Come a volte succede nel conflitto israelo-palestinese, gli interessi economici sono spesso camuffati da ‘motivi di sicurezza’.
Lo dimostra l’impossibilità dell’industria farmaceutica palestinese di inviare farmaci in grandi quantità (di solito a grandi catene di farmacie in Europa e Nord America) attraverso il vicino aeroporto di Ben Gurion (pochi km da Tel Aviv). Di conseguenza, i carichi sono fatti passare attraverso la Giordania, con pesanti costi aggiuntivi. Nel caso di prodotti farmaceutici succede anche che ‘motivi di qualità’ siano a volte utilizzati in combinazione con scusanti economiche e politiche. Una di queste, per esempio, è il rifiuto di consentire l’arrivo di prodotti farmaceutici palestinesi alle istituzioni mediche – ospedali e farmacie – di Gerusalemme Est occupata, compresi i vaccini destinati alle scuole pubbliche palestinesi.

In altri momenti, motivi politici ed economici si intrecciano con l’umiliazione di un popolo occupato. Questo è evidente nell’obbligo imposto ai rappresentanti palestinesi di grandi multinazionali di fare richiesta di una lettera di “nulla osta” (chiamata “non-objection letter”) da parte dei loro colleghi israeliani per ottenere la licenza di importazione del Ministero della Salute israeliano. Tale richiesta è necessaria nonostante gli agenti palestinesi siano i legali rappresentanti di compagnie multinazionali con cui hanno firmato regolari contratti, e in assenza di tale requisito per le loro controparti israeliane.

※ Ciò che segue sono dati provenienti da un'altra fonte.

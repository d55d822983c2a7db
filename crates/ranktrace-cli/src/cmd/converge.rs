//! `ranktrace converge`: run the PageRank iteration and draw the trace.

use std::io::{self, Write};

use anyhow::Result;
use clap::Args;
use ranktrace_core::config::Config;
use ranktrace_core::iterate::RankIterator;
use serde::Serialize;
use tracing::debug;

use super::KernelArg;
use crate::output::{OutputMode, emit, field, heading};
use crate::render::{
    ChartData, SVG_SIZE, chart_data, render_svg, write_legend, write_table, write_tsv,
};

/// Arguments for `ranktrace converge`.
#[derive(Args, Debug, Default)]
pub struct ConvergeArgs {
    /// Damping factor in [0, 1] (default: 0.85).
    #[arg(long)]
    pub damping: Option<f64>,

    /// Number of update steps; the trace holds one more vector (default: 20).
    #[arg(short = 'k', long)]
    pub iterations: Option<usize>,

    /// Kernel used for each update step (default: vectorized).
    #[arg(long, value_enum)]
    pub kernel: Option<KernelArg>,
}

#[derive(Debug, Serialize)]
struct NodeRank {
    node: usize,
    label: String,
    rank: f64,
}

/// JSON output for `ranktrace converge`.
#[derive(Debug, Serialize)]
struct ConvergeOutput {
    nodes: usize,
    damping: f64,
    steps: usize,
    kernel: &'static str,
    /// Final ranks, highest first.
    ranking: Vec<NodeRank>,
    chart: ChartData,
}

pub fn run_converge(args: &ConvergeArgs, config: &Config, mode: OutputMode) -> Result<()> {
    let mut iteration = config.iteration;
    if let Some(damping) = args.damping {
        iteration.damping = damping;
    }
    if let Some(steps) = args.iterations {
        iteration.max_iter = steps;
    }
    if let Some(kernel) = args.kernel {
        iteration.kernel = kernel.into();
    }

    let graph = config.graph()?;
    debug!(
        nodes = graph.node_count(),
        edges = graph.edge_count(),
        custom = config.has_custom_graph(),
        "graph ready"
    );

    let iterator = RankIterator::new(&graph, iteration)?;
    let trace = iterator.run();
    let final_ranks = trace.final_ranks();

    let output = ConvergeOutput {
        nodes: graph.node_count(),
        damping: iteration.damping,
        steps: trace.steps(),
        kernel: iteration.kernel.name(),
        ranking: trace
            .ranking()
            .into_iter()
            .map(|node| NodeRank {
                node,
                label: graph.label(node).unwrap_or_default().to_string(),
                rank: final_ranks[node],
            })
            .collect(),
        chart: chart_data(&trace, &graph, &config.chart),
    };

    if mode == OutputMode::Svg {
        let svg = render_svg(&output.chart, SVG_SIZE)?;
        let mut out = io::stdout().lock();
        out.write_all(svg.as_bytes())?;
        writeln!(out)?;
        return Ok(());
    }

    emit(
        mode,
        &output,
        |o, w| write_tsv(w, &o.chart),
        write_pretty,
    )
}

fn write_pretty(o: &ConvergeOutput, w: &mut dyn Write) -> io::Result<()> {
    heading(w, &o.chart.title)?;
    field(w, "nodes", o.nodes.to_string())?;
    field(w, "damping", o.damping.to_string())?;
    field(w, "steps", o.steps.to_string())?;
    field(w, "kernel", o.kernel)?;
    writeln!(w)?;

    write_table(w, &o.chart)?;
    writeln!(w)?;

    heading(w, "Legend")?;
    write_legend(w, &o.chart)?;
    writeln!(w)?;

    heading(w, "Final ranking")?;
    for (place, entry) in o.ranking.iter().enumerate() {
        let label = o
            .chart
            .series
            .get(entry.node)
            .map_or(entry.label.as_str(), |s| s.style.label.as_str());
        writeln!(w, "{:>3}. {label:<18} {:.6}", place + 1, entry.rank)?;
    }
    Ok(())
}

Conclusione: neo-colonialismo all’opera

Il caso dell’industria farmaceutica dimostra come un piccolo paese come Israele possa generare un’industria forte, stabile, multinazionale e assai redditizia, con un enorme impatto sulla propria economia. Esso rivela come la “mano invisibile del mercato” sia in realtà un meccanismo efficacemente manovrato, travestito da preoccupazioni per la ‘sicurezza’ e la ‘qualità’.

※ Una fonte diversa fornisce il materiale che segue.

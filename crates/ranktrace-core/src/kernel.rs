//! Single damped update step, computed several ways.
//!
//! Every kernel evaluates the same expression for a square `M` of dimension
//! `N` and a rank vector `v` of length `N`:
//!
//! ```text
//! v' = α · (M · v) + (1 − α) / N
//! ```
//!
//! The `(1 − α) / N` teleportation term is added to every node equally.
//!
//! | Kernel | Strategy |
//! |--------|----------|
//! | [`NaiveKernel`] | row-major nested loops, natural index order |
//! | [`VectorizedKernel`] | `nalgebra` gemv |
//! | [`ParallelKernel`] | one dot product per row on the `rayon` pool |
//!
//! Kernels only differ in floating-point summation order, so their results
//! agree to within normal rounding error.

use nalgebra::{DMatrix, DVector};
use rayon::prelude::*;
use serde::{Deserialize, Serialize};

use crate::error::RankError;

/// One strategy for computing a damped update step.
pub trait StepKernel: Send + Sync {
    /// Stable name used in logs and benchmark reports.
    fn name(&self) -> &'static str;

    /// Compute `α · (M · v) + (1 − α) / N`.
    ///
    /// Callers must pass a square `m` whose dimension equals `v.len()`; use
    /// [`checked_apply`] when that is not already guaranteed.
    fn apply(&self, m: &DMatrix<f64>, v: &DVector<f64>, damping: f64) -> DVector<f64>;
}

/// Uniform teleportation term `(1 − α) / N`.
#[must_use]
pub fn teleport(nodes: usize, damping: f64) -> f64 {
    (1.0 - damping) / nodes as f64
}

/// Run `kernel` after checking that `m` is square and matches `v`.
///
/// # Errors
///
/// Returns [`RankError::DimensionMismatch`] on any shape disagreement.
pub fn checked_apply(
    kernel: &dyn StepKernel,
    m: &DMatrix<f64>,
    v: &DVector<f64>,
    damping: f64,
) -> Result<DVector<f64>, RankError> {
    if m.nrows() != m.ncols() || m.ncols() != v.len() {
        return Err(RankError::DimensionMismatch {
            rows: m.nrows(),
            cols: m.ncols(),
            vector: v.len(),
        });
    }
    Ok(kernel.apply(m, v, damping))
}

/// Row-major nested-loop accumulation.
#[derive(Debug, Clone, Copy, Default)]
pub struct NaiveKernel;

impl StepKernel for NaiveKernel {
    fn name(&self) -> &'static str {
        "naive"
    }

    fn apply(&self, m: &DMatrix<f64>, v: &DVector<f64>, damping: f64) -> DVector<f64> {
        let n = v.len();
        let base = teleport(n, damping);
        let mut next = DVector::zeros(n);
        for i in 0..n {
            let mut dot = 0.0;
            for j in 0..n {
                dot += m[(i, j)] * v[j];
            }
            next[i] = damping * dot + base;
        }
        next
    }
}

/// Library matrix-vector product.
#[derive(Debug, Clone, Copy, Default)]
pub struct VectorizedKernel;

impl StepKernel for VectorizedKernel {
    fn name(&self) -> &'static str {
        "vectorized"
    }

    fn apply(&self, m: &DMatrix<f64>, v: &DVector<f64>, damping: f64) -> DVector<f64> {
        let n = v.len();
        let mut next = DVector::from_element(n, teleport(n, damping));
        // next = damping * (m * v) + 1.0 * next
        next.gemv(damping, m, v, 1.0);
        next
    }
}

/// Rows computed independently on the `rayon` thread pool.
#[derive(Debug, Clone, Copy, Default)]
pub struct ParallelKernel;

impl StepKernel for ParallelKernel {
    fn name(&self) -> &'static str {
        "parallel"
    }

    fn apply(&self, m: &DMatrix<f64>, v: &DVector<f64>, damping: f64) -> DVector<f64> {
        let n = v.len();
        let base = teleport(n, damping);
        let rows: Vec<f64> = (0..n)
            .into_par_iter()
            .map(|i| {
                let dot: f64 = m.row(i).iter().zip(v.iter()).map(|(a, b)| a * b).sum();
                damping * dot + base
            })
            .collect();
        DVector::from_vec(rows)
    }
}

static NAIVE: NaiveKernel = NaiveKernel;
static VECTORIZED: VectorizedKernel = VectorizedKernel;
static PARALLEL: ParallelKernel = ParallelKernel;

/// Kernel selector used by configuration and the CLI.
#[derive(Debug, Clone, Copy, PartialEq, Eq, Default, Serialize, Deserialize)]
#[serde(rename_all = "lowercase")]
pub enum KernelKind {
    Naive,
    #[default]
    Vectorized,
    Parallel,
}

impl KernelKind {
    /// Every selectable kernel.
    pub const ALL: [Self; 3] = [Self::Naive, Self::Vectorized, Self::Parallel];

    #[must_use]
    pub fn kernel(self) -> &'static dyn StepKernel {
        match self {
            Self::Naive => &NAIVE,
            Self::Vectorized => &VECTORIZED,
            Self::Parallel => &PARALLEL,
        }
    }

    #[must_use]
    pub fn name(self) -> &'static str {
        self.kernel().name()
    }
}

Tutto può avvenire grazie al Protocollo di Parigi che ha di fatto privilegiato gli interessi dell’economia israeliana, creando così una situazione di neocolonialismo, spesso sotto la forma di accordi bilaterali che, in situazioni di ovvia diseguaglianza, servono a consolidare il controllo economico del Paese più forte. Chi ci guadagna sono le aziende farmaceutiche israeliane e multinazionali che vendono i loro prodotti sul mercato palestinese e ne traggono lauti profitti senza pagare alcun prezzo per l’occupazione e i danni da essa procurati.

Angelo Stefanini
– Centro Salute Internazionale. Alma Mater Studiorum Università di Bologna

Bibliografia
1. Who Profits (Coalition of Women for Peace). Captive Economy – The Pharmaceutical Industy and the Israeli Occupation. July 2012 [PDF: 695 Kb].
2. The Palestinian-Israeli Interim Agreement on the West Bank & The Gaza Strip Protocol on Economic Relations (ANNEXes IV&V). Sottoscritto a Parigi in Aprile-Maggio 1994.
3. Tillekens N. La dipendenza economica palestinese da Israele. Associazione di Amicizia Italo-Palestinese 23.09.2010.
4. Tillekens N. Palestinian Economic Dependency on Israel. Alternative Information Center (AIC), 23.09.2010.
5. Il reddito medio annuale di un palestinese e’ di circa 1230$ (Banca Mondiale, 2007), mentre quello di un israeliano e’ di 26.000$ (CIA Factbook).
6. Atad, Amnon, The Israeli Pharmaceutical Empire. The Medical Website, 11.09.2008.
7. Secondo i regolamenti del Ministero della Salute israeliano, qualsiasi prodotto medico venduto in Israele deve essere etichettato in tre lingue: ebraico, inglese e arabo.